How much good has the United States really done in the world?

A critic of US foreign policy responds to a reader’s challenge.

Former President Bill Clinton, left, and former Senator George Mitchell received the Freedom of Belfast award in 2018, the 20th anniversary of the peace accord that ended three decades of sectarian violence in Northern Ireland.
Former President Bill Clinton, left, and former Senator George Mitchell received the Freedom of Belfast award in 2018, the 20th anniversary of the peace accord that ended three decades of sectarian violence in Northern Ireland.William Cherry

An actual handwritten letter, stamped and delivered by the Postal Service, landed in my mailbox recently. That was startling enough, but the content was even more arresting. A reader posed a provocative question.

“Based on your long and wide-ranging experience,” he wrote, “are you able to say whether or not, in your adult lifetime, the government of the United States has ever undertaken a single decent, honorable, or well-intentioned action outside our borders?”

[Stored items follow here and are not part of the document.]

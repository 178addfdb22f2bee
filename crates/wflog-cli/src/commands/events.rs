//! Implementation of the `wflog events` command.
//!
//! Outputs each application's merged event stream as JSONL to stdout.

use std::io::{BufWriter, Write, stderr, stdout};
use std::path::Path;

use anyhow::{Context, Result};
use serde::Serialize;
use wflog_core::{AppMatcher, EventLog, NormalizedEvent};

use crate::config::Config;

/// One output line: the event tagged with the application it was selected for.
#[derive(Debug, Serialize)]
pub struct EventRecord<'a> {
    pub application: &'a str,
    #[serde(flatten)]
    pub event: &'a NormalizedEvent,
}

/// Run the events command.
pub fn run(input: &Path, apps: &[String], config: &Config, stats: bool) -> Result<()> {
    let log = EventLog::from_dir(input, &config.ingest_options())
        .with_context(|| format!("failed to read event log: {}", input.display()))?;

    let stdout = stdout();
    let mut writer = BufWriter::new(stdout.lock());
    'apps: for app in apps {
        let matcher = AppMatcher::new(app.as_str(), config.app_match)?;
        let selection = log.for_application(&matcher);
        if selection.is_no_data() {
            tracing::warn!(application = app.as_str(), "no matching log entries");
            continue;
        }

        for event in selection.events() {
            let record = EventRecord {
                application: selection.application(),
                event,
            };
            serde_json::to_writer(&mut writer, &record).context("failed to serialize event")?;
            // Handle broken pipe gracefully (e.g., when piped to `head`)
            if writeln!(writer).is_err() {
                break 'apps;
            }
        }
    }
    // A closed pipe surfaces here too.
    let _ = writer.flush();

    if stats {
        let mut err = stderr().lock();
        serde_json::to_writer_pretty(&mut err, log.stats())
            .context("failed to serialize statistics")?;
        writeln!(err)?;
    }

    Ok(())
}

#[cfg(test)]
mod tests {
    use super::*;

    use chrono::{TimeZone, Utc};
    use wflog_core::{CaseId, EventKind, UserId};

    #[test]
    fn test_record_flattens_event() {
        let event = NormalizedEvent {
            timestamp: Utc.with_ymd_and_hms(2024, 1, 1, 10, 0, 0).unwrap(),
            user: UserId::new("alice").unwrap(),
            activity: "Review".to_string(),
            name: "Review".to_string(),
            state: "Review".to_string(),
            case_id: CaseId::new("Case1").unwrap(),
            kind: EventKind::Transition,
            raw_body: "event:TRANSITION;AppA".to_string(),
        };
        let record = EventRecord {
            application: "AppA",
            event: &event,
        };
        insta::assert_snapshot!(serde_json::to_string(&record).unwrap(), @r#"{"application":"AppA","timestamp":"2024-01-01T10:00:00Z","user":"alice","activity":"Review","name":"Review","state":"Review","case_id":"Case1","kind":"transition","raw_body":"event:TRANSITION;AppA"}"#);
    }
}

It’s an interesting challenge. Few impartial observers would agree with Secretary of State Mike Pompeo’s assertion that “every place we go, America is a force for good.” You might think precisely the opposite if you’re an Iranian unable to buy food or medicine because of American sanctions; if you’re a Syrian trying to survive a civil war that was fueled in part by United States; if you live under a repressive regime that enjoys American support, like those in Saudi Arabia and Honduras; or if you’re a Yemeni hoping that a US-made missile won’t blow up your home tonight. Yet even leaving hyperbole behind, the United States can point with justified pride to some of what it has done in the world over the last few generations.

Let’s start with President John F. Kennedy’s establishment of the Peace Corps in 1961. Sure, it was a white-man’s-burden Cold War project designed in part to counter Soviet influence in developing countries. But it also channeled the idealism of young Americans into a genuine and substantial effort to help poor people far away.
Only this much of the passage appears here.